- **TASK BRIEF**
Copy the lines below verbatim. Begin with the first and end with the line containing "token secret key".

- **EXTRACTED INFORMATION**
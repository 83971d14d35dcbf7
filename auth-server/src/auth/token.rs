//! Session tokens
//!
//! Session tokens are stateless JWTs signed with HMAC-SHA256. Nothing about issued tokens is
//! stored - a token is valid as long as its signature matches and the current time falls into
//! the `[nbf, exp)` window. Refreshing a token issues a new one with the same identity, the old
//! token stays valid until it expires.

use chrono::{DateTime, TimeDelta, Utc};
use derivative::Derivative;
use jsonwebtoken::errors::ErrorKind;
use jsonwebtoken::{Algorithm, DecodingKey, EncodingKey, Header, Validation};
use serde::{Deserialize, Serialize};
use thiserror::Error;

use crate::config;
use crate::model::users::UserId;

/// Issuer of all the session tokens
pub const ISSUER: &str = "auth-service";

#[derive(Debug, Error)]
pub enum Error {
    #[error("Session token secret key is not configured")]
    MissingSecret,
    #[error("Session token lifetime is out of range")]
    InvalidExpiration,
    #[error("Invalid token")]
    InvalidToken(#[source] jsonwebtoken::errors::Error),
    #[error("Cannot sign session token")]
    Signing(#[source] jsonwebtoken::errors::Error),
}

/// Claims carried by the session token
#[derive(Debug, Clone, PartialEq, Eq, Serialize, Deserialize)]
pub struct Claims {
    /// Authenticated user
    pub user_id: UserId,
    /// User name, empty if user has none
    pub username: String,
    /// User email, empty if user has none
    pub email: String,
    /// Issuer
    pub iss: String,
    /// Subject, the user id
    pub sub: String,
    /// Issued at, seconds since the epoch
    pub iat: i64,
    /// Not valid before, seconds since the epoch
    pub nbf: i64,
    /// Expiration time, seconds since the epoch
    pub exp: i64,
}

/// Issues and verifies session tokens
#[derive(Derivative, Clone)]
#[derivative(Debug)]
pub struct TokenService {
    #[derivative(Debug = "ignore")]
    encoding: EncodingKey,
    #[derivative(Debug = "ignore")]
    decoding: DecodingKey,
    /// Validation rules for incoming tokens
    validation: Validation,
    /// Lifetime of issued tokens
    expiration: TimeDelta,
}

impl TokenService {
    /// Creates the service from configuration
    ///
    /// Fails if there is no secret configured - tokens must never be signed with a guessable key.
    pub fn new(config: &config::Token) -> Result<Self, Error> {
        let secret = config
            .secret_key
            .as_deref()
            .filter(|secret| !secret.is_empty())
            .ok_or(Error::MissingSecret)?;

        // Expiration of every issued token has to stay representable
        let expiration = TimeDelta::try_hours(config.expiration_hours.into())
            .filter(|expiration| *expiration > TimeDelta::zero())
            .filter(|expiration| Utc::now().checked_add_signed(*expiration).is_some())
            .ok_or(Error::InvalidExpiration)?;

        // Only HS256 is accepted, whatever the token header claims
        let mut validation = Validation::new(Algorithm::HS256);
        validation.leeway = 0;
        validation.validate_nbf = true;
        validation.set_issuer(&[ISSUER]);
        validation.set_required_spec_claims(&["exp", "nbf", "iss", "sub"]);

        Ok(Self {
            encoding: EncodingKey::from_secret(secret.as_bytes()),
            decoding: DecodingKey::from_secret(secret.as_bytes()),
            validation,
            expiration,
        })
    }

    /// Lifetime of issued tokens
    pub fn expiration(&self) -> TimeDelta {
        self.expiration
    }

    /// Issues a new session token for the user
    pub fn issue(&self, user_id: UserId, username: &str, email: &str) -> Result<String, Error> {
        self.issue_at(user_id, username, email, Utc::now())
    }

    /// Verifies the token returning its claims
    pub fn verify(&self, token: &str) -> Result<Claims, Error> {
        let claims = jsonwebtoken::decode::<Claims>(token, &self.decoding, &self.validation)
            .map_err(Error::InvalidToken)?
            .claims;

        // The token is no longer valid at the very second of its expiration
        if claims.exp <= Utc::now().timestamp() {
            return Err(Error::InvalidToken(ErrorKind::ExpiredSignature.into()));
        }

        Ok(claims)
    }

    /// Issues a new token for the identity of a still valid token
    pub fn refresh(&self, token: &str) -> Result<String, Error> {
        let claims = self.verify(token)?;
        self.issue(claims.user_id, &claims.username, &claims.email)
    }

    /// Builds claims for a token issued at the given time
    fn claims_at(
        &self,
        user_id: UserId,
        username: &str,
        email: &str,
        now: DateTime<Utc>,
    ) -> Result<Claims, Error> {
        let exp = now
            .checked_add_signed(self.expiration)
            .ok_or(Error::InvalidExpiration)?;

        Ok(Claims {
            user_id,
            username: username.to_owned(),
            email: email.to_owned(),
            iss: ISSUER.to_owned(),
            sub: user_id.to_string(),
            iat: now.timestamp(),
            nbf: now.timestamp(),
            exp: exp.timestamp(),
        })
    }

    fn issue_at(
        &self,
        user_id: UserId,
        username: &str,
        email: &str,
        now: DateTime<Utc>,
    ) -> Result<String, Error> {
        let claims = self.claims_at(user_id, username, email, now)?;
        jsonwebtoken::encode(&Header::new(Algorithm::HS256), &claims, &self.encoding)
            .map_err(Error::Signing)
    }
}

#[cfg(test)]
mod tests {
    use super::*;

    const SECRET: &str = "test-secret-key";

    fn service() -> TokenService {
        TokenService::new(&config::Token {
            secret_key: Some(SECRET.to_owned()),
            expiration_hours: 24,
        })
        .unwrap()
    }

    fn user_id(id: i64) -> UserId {
        UserId::from(id)
    }

    #[test]
    fn missing_secret_fails() {
        let err = TokenService::new(&config::Token::default()).unwrap_err();
        assert!(matches!(err, Error::MissingSecret), "{err:?}");

        let err = TokenService::new(&config::Token {
            secret_key: Some(String::new()),
            expiration_hours: 24,
        })
        .unwrap_err();
        assert!(matches!(err, Error::MissingSecret), "{err:?}");
    }

    #[test]
    fn zero_expiration_fails() {
        let err = TokenService::new(&config::Token {
            secret_key: Some(SECRET.to_owned()),
            expiration_hours: 0,
        })
        .unwrap_err();
        assert!(matches!(err, Error::InvalidExpiration), "{err:?}");
    }

    #[test]
    fn unrepresentable_expiration_fails() {
        let err = TokenService::new(&config::Token {
            secret_key: Some(SECRET.to_owned()),
            expiration_hours: u32::MAX,
        })
        .unwrap_err();
        assert!(matches!(err, Error::InvalidExpiration), "{err:?}");
    }

    #[test]
    fn long_expiration_issues_tokens() {
        // Ten years
        let tokens = TokenService::new(&config::Token {
            secret_key: Some(SECRET.to_owned()),
            expiration_hours: 24 * 3653,
        })
        .unwrap();

        let token = tokens.issue(user_id(7), "alice", "a@x.com").unwrap();
        let claims = tokens.verify(&token).unwrap();
        assert_eq!(claims.exp - claims.iat, 24 * 3653 * 60 * 60);
    }

    #[test]
    fn default_expiration_is_a_day() {
        let tokens = TokenService::new(&config::Token {
            secret_key: Some(SECRET.to_owned()),
            ..Default::default()
        })
        .unwrap();

        assert_eq!(tokens.expiration(), TimeDelta::hours(24));
    }

    #[test]
    fn secret_hidden_from_debug() {
        let tokens = service();
        assert!(!format!("{tokens:?}").contains(SECRET));
    }

    #[test]
    fn verify_issued_token() {
        let tokens = service();

        let token = tokens.issue(user_id(7), "alice", "a@x.com").unwrap();
        let claims = tokens.verify(&token).unwrap();

        assert_eq!(claims.user_id, user_id(7));
        assert_eq!(claims.username, "alice");
        assert_eq!(claims.email, "a@x.com");
        assert_eq!(claims.iss, ISSUER);
        assert_eq!(claims.sub, "7");
        assert_eq!(claims.nbf, claims.iat);
        assert_eq!(claims.exp - claims.iat, 24 * 60 * 60);

        assert!((Utc::now().timestamp() - claims.iat).abs() <= 5);
    }

    #[test]
    fn missing_identifiers_are_empty() {
        let tokens = service();

        let token = tokens.issue(user_id(1), "", "").unwrap();
        let claims = tokens.verify(&token).unwrap();

        assert_eq!(claims.username, "");
        assert_eq!(claims.email, "");
    }

    #[test]
    fn expired_token_fails() {
        let tokens = service();
        let issued_at = Utc::now() - TimeDelta::hours(25);

        let token = tokens
            .issue_at(user_id(7), "alice", "a@x.com", issued_at)
            .unwrap();

        let err = tokens.verify(&token).unwrap_err();
        assert!(matches!(err, Error::InvalidToken(_)), "{err:?}");
    }

    #[test]
    fn token_expires_at_its_exact_expiration() {
        let tokens = service();
        let issued_at = Utc::now() - tokens.expiration();

        let token = tokens
            .issue_at(user_id(7), "alice", "a@x.com", issued_at)
            .unwrap();

        let err = tokens.verify(&token).unwrap_err();
        assert!(matches!(err, Error::InvalidToken(_)), "{err:?}");
    }

    #[test]
    fn premature_token_fails() {
        let tokens = service();
        let issued_at = Utc::now() + TimeDelta::hours(1);

        let token = tokens
            .issue_at(user_id(7), "alice", "a@x.com", issued_at)
            .unwrap();

        let err = tokens.verify(&token).unwrap_err();
        assert!(matches!(err, Error::InvalidToken(_)), "{err:?}");
    }

    #[test]
    fn foreign_secret_fails() {
        let tokens = service();
        let other = TokenService::new(&config::Token {
            secret_key: Some("other-secret".to_owned()),
            expiration_hours: 24,
        })
        .unwrap();

        let token = other.issue(user_id(7), "alice", "a@x.com").unwrap();
        let err = tokens.verify(&token).unwrap_err();
        assert!(matches!(err, Error::InvalidToken(_)), "{err:?}");
    }

    #[test]
    fn other_algorithm_fails() {
        let tokens = service();
        let claims = tokens
            .claims_at(user_id(7), "alice", "a@x.com", Utc::now())
            .unwrap();

        // Same secret, different HMAC variant
        let token = jsonwebtoken::encode(
            &Header::new(Algorithm::HS384),
            &claims,
            &EncodingKey::from_secret(SECRET.as_bytes()),
        )
        .unwrap();

        let err = tokens.verify(&token).unwrap_err();
        assert!(matches!(err, Error::InvalidToken(_)), "{err:?}");
    }

    #[test]
    fn foreign_issuer_fails() {
        let tokens = service();
        let claims = Claims {
            iss: "someone-else".to_owned(),
            ..tokens
                .claims_at(user_id(7), "alice", "a@x.com", Utc::now())
                .unwrap()
        };

        let token = jsonwebtoken::encode(
            &Header::new(Algorithm::HS256),
            &claims,
            &EncodingKey::from_secret(SECRET.as_bytes()),
        )
        .unwrap();

        let err = tokens.verify(&token).unwrap_err();
        assert!(matches!(err, Error::InvalidToken(_)), "{err:?}");
    }

    #[test]
    fn malformed_token_fails() {
        let tokens = service();

        for token in ["", "fake_token", "a.b.c"] {
            let err = tokens.verify(token).unwrap_err();
            assert!(matches!(err, Error::InvalidToken(_)), "{token:?}: {err:?}");
        }

        let mut token = tokens.issue(user_id(7), "alice", "a@x.com").unwrap();
        token.push('x');
        let _ = tokens.verify(&token).unwrap_err();
    }

    #[test]
    fn refresh_preserves_identity() {
        let tokens = service();
        let issued_at = Utc::now() - TimeDelta::minutes(10);

        let token = tokens
            .issue_at(user_id(7), "alice", "a@x.com", issued_at)
            .unwrap();
        let old_claims = tokens.verify(&token).unwrap();

        let refreshed = tokens.refresh(&token).unwrap();
        assert_ne!(refreshed, token);

        let new_claims = tokens.verify(&refreshed).unwrap();
        assert_eq!(new_claims.user_id, old_claims.user_id);
        assert_eq!(new_claims.username, old_claims.username);
        assert_eq!(new_claims.email, old_claims.email);
        assert_eq!(new_claims.sub, old_claims.sub);
        assert!(new_claims.iat > old_claims.iat);
        assert!(new_claims.exp > old_claims.exp);

        // Refreshing doesn't revoke the previous token
        tokens.verify(&token).unwrap();
    }

    #[test]
    fn refresh_expired_fails() {
        let tokens = service();
        let issued_at = Utc::now() - TimeDelta::hours(25);

        let token = tokens
            .issue_at(user_id(7), "alice", "a@x.com", issued_at)
            .unwrap();

        let err = tokens.refresh(&token).unwrap_err();
        assert!(matches!(err, Error::InvalidToken(_)), "{err:?}");
    }
}
use clap::Parser;
use clio::Input;

#[derive(Debug, Parser)]
#[command(name = "auth-service", about = "User registration and session token service")]
pub struct Opt {
    /// Config file path
    #[arg(short, long, value_parser, default_value = "config.toml")]
    pub config: Input,
}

- **TASK RESPONSE**
repository 83971d14d35dcbf7
filename auth-server/src/auth/token.rs
//! Session tokens
//!
//! Session tokens are stateless JWTs signed with HMAC-SHA256. Nothing about issued tokens is
//! stored - a token is valid as long as its signature matches and the current time falls into
//! the `[nbf, exp)` window. Refreshing a token issues a new one with the same identity, the old
//! token stays valid until it expires.

use chrono::{DateTime, TimeDelta, Utc};
use derivative::Derivative;
use jsonwebtoken::errors::ErrorKind;
use jsonwebtoken::{Algorithm, DecodingKey, EncodingKey, Header, Validation};
use serde::{Deserialize, Serialize};
use thiserror::Error;

use crate::config;
use crate::model::users::UserId;

/// Issuer of all the session tokens
pub const ISSUER: &str = "auth-service";

#[derive(Debug, Error)]
pub enum Error {
    #[error("Session token secret key is not configured")]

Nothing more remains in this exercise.